Asy’ariah dan Maturidiah
Asy’ariyah merupakan aliran yang hidup hingga sekarang, berumur hamper sepuluh abad. Aliran ini tumbuh pada tahun-tahun pertama abad ke-4 H, sehingga sekarang masih ada, walaupun harus menghadapi tekanan kira-kira 1,5 abad. Satu saat bertarung melawan kaum rasionali, yang diwakili Mu’tazilah, tapi kadang juga melawan naqliyah (tekstualis) yang diwakili oleh Salaf ekstrim. Abu Hasan al-Asy’ari (260-324 H) hendak berdiri di tengah di antara dua aliran tersebut. Perbedaan antara Asy’ariyah dengan Maturidiyah tidaklah serius masing-masing mewakili pendapat al-sunnah wa al-jama’ah.[8]
Menurut Asy’ariah semua perbuatan, baik dan buruk, diciptakan oleh Allah. Sama sekali tidak ada keraguan dalam hal ini. Merupakan kesalahan tersendiri jika mengatakan bahwa orang kafir itu menciptakan perbuatan kafirnya, karena seseorang tidak menciptakan kecuali apa yang dituju dan diinginkannya. Kekafiran itu adalah sesuatu yang fasid dan jelek, tidak patut diinginkan, maka jika ia dating dengan tanpa unsur kesengajaan dari penciptanya maka tidak mungkin jika padahal penciptanya. Pada hakikatnya, yang bukan pencipta tidak boleh mencipta. Sehingga kemungkinan penciptanya tinggal Allah SWT. Jelas bahwa Asy’ari ingin menjelaskan bahwa ada perbuatan-perbuatan yang terjadi pada manusia justru sebalik dari kehendaknya, dan tidak mungkin ia sebagai penciptanya selama iradah sebagai satu-satunya sumber aksi.[9]    
Mu’tazilah telah melihat bahwa mengembalikan seluruh perbuatan kepada Allah berarti bahwa manusia berada di antara dua kemungkinan: berada dalam kenikmatan yang harus disyukuri atau berada dalam kesulitan yang harus dihadapinya dengan sabar. Bagi al-Asy’ari tidak ada masalah sama sekali dalam masalah ini. Yang jelas ada bencana-bencana yang harus dihadapi dengan sabar seperti sakit dan kehilangan anak, tetapi juga ada bencana yang tidak boleh dihadapi dengan kesabaran seperti kekafiran dan perbuatan maksiat. Ini berarti bahwa Allah mentakdirkan dan menentukan perbuatan-perbuatan maksiat, tetapi tidak berarti bahwa Dia memerintahkan agar hal itu dlakukan.
Jika Allah SWT pencipta semua perbuatan, lantas apa yang tersisa untuk manusia? Al-Asy’ari menjawab bahwa manusia mempunyai kasab  dan ikhtiar. Kasab berarti semata-mata hubungan qudrat dan kehendak manusia dengan perbuatan, sedangkan perbuatan ini merupakan ciptaan Allah, karena kudrat kita sama sekali tidak bisa berpengaruh kepada yang diqudratinya, karena ia sendiri makhluk Allah. Pokoknya Allah menjalankan sunnah-sunnahNya dengan menciptakan –bersama dengan qudrat yang baru- perbuatan yang dikehendaki dan disengaja akal manusia. [10]  
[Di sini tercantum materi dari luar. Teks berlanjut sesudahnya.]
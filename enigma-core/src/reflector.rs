//! Reflector — static wiring at the far end of the rotor stack.
//!
//! Validation matches rotors: 26 letters, no duplicates, alphabet only.
//! A physical reflector is also an involution (A↔Y implies Y↔A), but
//! that is not checked. Any valid permutation is accepted; see
//! [`Wiring::is_involution`] to inspect it.

use tracing::{debug, trace};

use crate::alphabet::Letter;
use crate::catalog::ReflectorModel;
use crate::errors::EnigmaError;
use crate::wiring::Wiring;

#[derive(Debug, Clone, PartialEq, Eq)]
pub struct Reflector {
    model: Option<ReflectorModel>,
    wiring: Wiring,
}

impl Reflector {
    /// Build a reflector from a raw wiring string.
    ///
    /// # Errors
    /// [`EnigmaError::Wiring`] if the wiring is not a 26-letter permutation.
    pub fn new(wiring: &str) -> Result<Self, EnigmaError> {
        Self::build(None, wiring)
    }

    pub fn from_model(model: ReflectorModel) -> Result<Self, EnigmaError> {
        Self::build(Some(model), model.wiring())
    }

    /// Build a catalog reflector by name (`"B"` or `"C"`).
    ///
    /// # Errors
    /// [`EnigmaError::Model`] for an unknown name.
    pub fn by_name(name: &str) -> Result<Self, EnigmaError> {
        Self::from_model(name.parse()?)
    }

    fn build(model: Option<ReflectorModel>, wiring: &str) -> Result<Self, EnigmaError> {
        let wiring = Wiring::parse(wiring)?;
        let reflector = Self { model, wiring };
        debug!(reflector = reflector.label(), wiring = %reflector.wiring, "reflector initialized");
        Ok(reflector)
    }

    pub fn label(&self) -> &'static str {
        self.model.map_or("Custom", ReflectorModel::name)
    }

    pub fn model(&self) -> Option<ReflectorModel> {
        self.model
    }

    pub fn wiring(&self) -> &Wiring {
        &self.wiring
    }

    pub fn reflect(&self, letter: Letter) -> Letter {
        let out = self.wiring.forward(letter);
        trace!(reflector = self.label(), %letter, %out, "reflect");
        out
    }
}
III. Perpektif Tafsir al-Misbah
 Terjadinya perbedaan paham tentang kebebasan manusia berangkat dari pijakan yang sama yaitu al-Qur’an. Ada beberapa ayat yang kemudian menimbulkan penafsiran dan intepretasi yang berbeda. Al-Qur’an terkadang mendukung kebebasan berkehendak, sedangkan sebagian yang lain menentangnya. Sepintas lalu akan terlihat kontradiksi, tetapi sebenarnya tidak menunjukkan pertentangan.

1.      Kelompok ayat yang mendukung kebebasan berkehendak diantaranya;

Katakanlah: "Hai manusia, Sesungguhnya teIah datang kepadamu kebenaran (Al Quran) dari Tuhanmu, sebab itu barangsiapa yang mendapat petunjuk Maka Sesungguhnya (petunjuk itu) untuk kebaikan dirinya sendiri. dan barangsiapa yang sesat, Maka Sesungguhnya kesesatannya itu mencelakakan dirinya sendiri. dan Aku bukanlah seorang Penjaga terhadap dirimu". (QS. Yunus: 108)

Tafsirnya: Setelah banyak perintah dan larangan yang dikemukakan sebulumnya, sebagai penutup uraian surah, Nabi diperintahkan  untuk menyampaikan bahwa segala larangan itu untuk kepentingan masing-masing bukan untuk nabi. Seruan ini bagi manusia seluruhnya baik yang percaya maupun tidak, baik yang hidup pada masa nabi maupun yang akan dating. Bahwa telah dating al-Qur’an sebagai kebenaran dan pembimbing oleh karena itu barang siapa yang mendapat petunjuk yakni beriman kepada Muhammad dan mengamalkan kandungan al-Qur’an , maka semata-mata ia mendapatkan petunjuk untuk kebaikan dirinya sendiri. Karena itu ia akan hidup tenang di dunia maupun di akhirat. Barang siapa yang sesat sehingga mengingkari kebenaran al-Qur’an dan kenabian Muhammad, maka semata-mata dia menyesatkan/mencelakakan dirinya sendiri. Dan Nabi mempertegas bahwa dirinya bukanlah pemelihara, tuganya adalah hanya sekedar menyampaikan.[11]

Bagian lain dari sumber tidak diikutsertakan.